Suitable amounts of the substances f) per 100 parts by weight of fibers a) are 0.1-0.5 parts by weight of cationic starch, 0.1-1 part by weight and / or 0.5-1 part by weight of pH adjusting agent. Suitable amounts of the substances g) per 100 parts by weight of fibers a) are 0.2-4 parts by weight. The pH adjusting agents f) together with the adjustment of the pH perform other functions: they assist in the flocculation by promoting the precipitation of the latex and improve the drainage capacity of the sheet obtained in step 1).

The sheet obtained in step 1), which generally has a basis weight of 300-600 g / m 2, is then suitably subjected to a supplementary treatment in step 2) after being dewatered and dried.

Step 2) involves impregnating the sheet with an aqueous bath (suspension or dispersion) containing a latex and at least one mineral filler and optionally other additives.

The latex is used in the impregnation bath to enhance the mechanical properties and reduce the absorption of water and plasticizers for polyvinyl chloride, such as dioctyl phthalate, by the sheet. The latex can be a polymer commonly used in the paper industry for this purpose. One can, for example, resort to one of the substances c) optionally together with at least one glue of type e) or a surface glue, as indicated under f). Particularly suitable are the polymers A, B, C, D and E and their combinations ~ with the agents e) and f).

In the aqueous suspension in the impregnation bath, the latex preferably has a concentration of 400-550 g / l.

The mineral filler used in step 2) may be one of the mineral fillers d). For this purpose, it is convenient to use 10-U0 parts by weight in the dry state of the mineral filler per 100 parts by weight of latex.
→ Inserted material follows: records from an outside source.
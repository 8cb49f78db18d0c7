// Copyright (c) 2025 Varshith Gudur. Licensed under AGPLv3.

//! Deterministic hash-to-prime mapping.
//!
//! Every accumulator exponent is derived here: BLAKE3 the input, treat the
//! digest as a 256-bit integer, force it odd, then step upward to the first
//! probable prime. Primality uses Miller-Rabin over a fixed base set, so the
//! mapping is fully deterministic: two processes always agree on the prime
//! for a given element.

use num_bigint::BigUint;
use num_traits::{One, Zero};

/// Fixed Miller-Rabin bases. Deterministic by construction; for 256-bit
/// candidates the residual error probability is far below any hardware
/// fault rate.
const MR_BASES: [u32; 12] = [2, 3, 5, 7, 11, 13, 17, 19, 23, 29, 31, 37];

/// Map arbitrary bytes to an odd 256-bit probable prime.
pub fn hash_to_prime(data: &[u8]) -> BigUint {
    let digest = blake3::hash(data);
    let mut candidate = BigUint::from_bytes_be(digest.as_bytes());
    candidate |= BigUint::one();

    // Digests below the smallest odd prime cannot occur in practice, but the
    // floor keeps the stepping loop total.
    let floor = BigUint::from(3u32);
    if candidate < floor {
        candidate = floor;
    }

    let two = BigUint::from(2u32);
    while !is_prime(&candidate) {
        candidate += &two;
    }

    candidate
}

/// Miller-Rabin primality test over the fixed base set.
pub fn is_prime(n: &BigUint) -> bool {
    let two = BigUint::from(2u32);
    if *n < two {
        return false;
    }

    for &base in MR_BASES.iter() {
        let base = BigUint::from(base);
        if *n == base {
            return true;
        }
        if (n % &base).is_zero() {
            return false;
        }
    }

    // Write n - 1 = d * 2^r with d odd.
    let n_minus_one = n - 1u32;
    let r = n_minus_one
        .trailing_zeros()
        .expect("n > 2 implies n - 1 > 0");
    let d = &n_minus_one >> r;

    'witness: for &base in MR_BASES.iter() {
        let mut x = BigUint::from(base).modpow(&d, n);
        if x.is_one() || x == n_minus_one {
            continue;
        }
        for _ in 1..r {
            x = (&x * &x) % n;
            if x == n_minus_one {
                continue 'witness;
            }
        }
        return false;
    }

    true
}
It is possible, for example, to use kaolin which has been previously brought into an aqueous suspension of 650 g / l in the presence of an organic or inorganic dispersant.

Among the additives which can be advantageously incorporated into the impregnation bath in step 2), special mention may be made of additives Q? -8, as will be apparent from the following. Accordingly, the impregnation bath may contain at least one of these additives and preferably a mixture of at least one additive of each variety.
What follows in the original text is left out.